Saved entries
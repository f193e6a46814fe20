// SPDX-License-Identifier: BUSL-1.1
// Copyright (c) 2026 Alfred Jean LLC

//! Optimization endpoints: PyPSA jobs, discovered networks, extraction.

use crate::error::ApiError;
use crate::jobs::{self, SubmitResponse};
use crate::state::AppState;
use axum::extract::{Path, State};
use axum::http::StatusCode;
use axum::routing::{get, post};
use axum::{Json, Router};
use joule_core::{Job, JobKind, PypsaConfig};
use joule_engine::{run_oneshot, JobSummary, WorkerCommand};
use joule_storage::{layout, NetworkMeta};

pub(crate) fn routes() -> Router<AppState> {
    Router::new()
        .route("/optimize", post(optimize))
        .route("/optimizations", get(list_jobs))
        .route("/optimization/:id/status", get(status))
        .route("/optimization/:id/cancel", post(cancel))
        .route("/networks", get(networks))
        .route("/extract-results", post(extract_results))
}

/// Start an optimization job. Returns `202` with the job id.
async fn optimize(
    State(state): State<AppState>,
    Json(body): Json<serde_json::Value>,
) -> Result<(StatusCode, Json<SubmitResponse>), ApiError> {
    let config: PypsaConfig = jobs::parse_and_validate(JobKind::Pypsa, &body)?;
    let job_id = jobs::submit(&state, JobKind::Pypsa, body, config.timeout_secs)?;
    Ok((
        StatusCode::ACCEPTED,
        Json(SubmitResponse {
            success: true,
            job_id,
            message: format!("optimization for scenario {:?} accepted", config.scenario_name),
        }),
    ))
}

async fn list_jobs(State(state): State<AppState>) -> Json<Vec<JobSummary>> {
    Json(state.registry.list(JobKind::Pypsa))
}

async fn status(
    State(state): State<AppState>,
    Path(id): Path<String>,
) -> Result<Json<Job>, ApiError> {
    jobs::job_snapshot(&state, JobKind::Pypsa, &id).map(Json)
}

async fn cancel(
    State(state): State<AppState>,
    Path(id): Path<String>,
) -> Result<Json<jobs::CancelResponse>, ApiError> {
    jobs::cancel_job(&state, JobKind::Pypsa, &id).await.map(Json)
}

/// Discovered solved networks. Always rescans (explicit refresh point).
async fn networks(State(state): State<AppState>) -> Result<Json<Vec<NetworkMeta>>, ApiError> {
    Ok(Json(state.discovery.rescan_networks()?))
}

/// Extract summary results from a solved network, cached under the scenario.
async fn extract_results(
    State(state): State<AppState>,
    Json(body): Json<serde_json::Value>,
) -> Result<Json<serde_json::Value>, ApiError> {
    let scenario = body
        .get("scenario_name")
        .and_then(|v| v.as_str())
        .ok_or_else(|| ApiError::bad_request("scenario_name is required"))?;
    jobs::check_path_identifier("scenario name", scenario)?;

    let key = format!("pypsa-results:{scenario}");
    if let Some(data) = state.cache.get(&key) {
        return Ok(Json(serde_json::json!({
            "success": true,
            "source": "cache",
            "scenario_name": scenario,
            "data": data,
        })));
    }

    let network = layout::network_path(scenario);
    if !state.store.exists(&network)? {
        return Err(ApiError::NotFound(format!("network for scenario {scenario}")));
    }

    let action = serde_json::json!({
        "action": "extract_results",
        "scenario_name": scenario,
        "network_path": network,
    });
    let command = WorkerCommand::new(state.settings.worker_program(JobKind::Pypsa))
        .arg(action.to_string());
    let data = run_oneshot(&command, state.settings.oneshot_timeout)
        .await
        .map_err(|e| ApiError::Internal(e.to_string()))?;

    if let Err(e) = state.cache.set(&key, &data, Some(state.settings.cache_ttl)) {
        tracing::warn!(key = %key, error = %e, "failed to cache extraction result");
    }

    Ok(Json(serde_json::json!({
        "success": true,
        "source": "script",
        "scenario_name": scenario,
        "data": data,
    })))
}
// SPDX-License-Identifier: BUSL-1.1
// Copyright (c) 2026 Alfred Jean LLC

//! Liveness and basic process stats.

use crate::state::AppState;
use axum::extract::State;
use axum::Json;
use joule_engine::RegistryCounts;
use serde::Serialize;

#[derive(Debug, Serialize)]
pub(crate) struct HealthResponse {
    pub success: bool,
    pub status: &'static str,
    pub version: &'static str,
    pub uptime_secs: u64,
    pub jobs: RegistryCounts,
    pub workers: WorkerStats,
}

#[derive(Debug, Serialize)]
pub(crate) struct WorkerStats {
    pub cap: usize,
    pub in_flight: usize,
}

pub(crate) async fn health(State(state): State<AppState>) -> Json<HealthResponse> {
    Json(HealthResponse {
        success: true,
        status: "ok",
        version: env!("CARGO_PKG_VERSION"),
        uptime_secs: state.started_at.elapsed().as_secs(),
        jobs: state.registry.counts(),
        workers: WorkerStats {
            cap: state.supervisor.max_workers(),
            in_flight: state.supervisor.in_flight(),
        },
    })
}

**PROBLEM STATEMENT**.
Working through the records, find each line containing the word "struct" and copy it.

**ANSWER FOR THE TASK**.
pub(crate) struct HealthResponse {
pub(crate) struct WorkerStats {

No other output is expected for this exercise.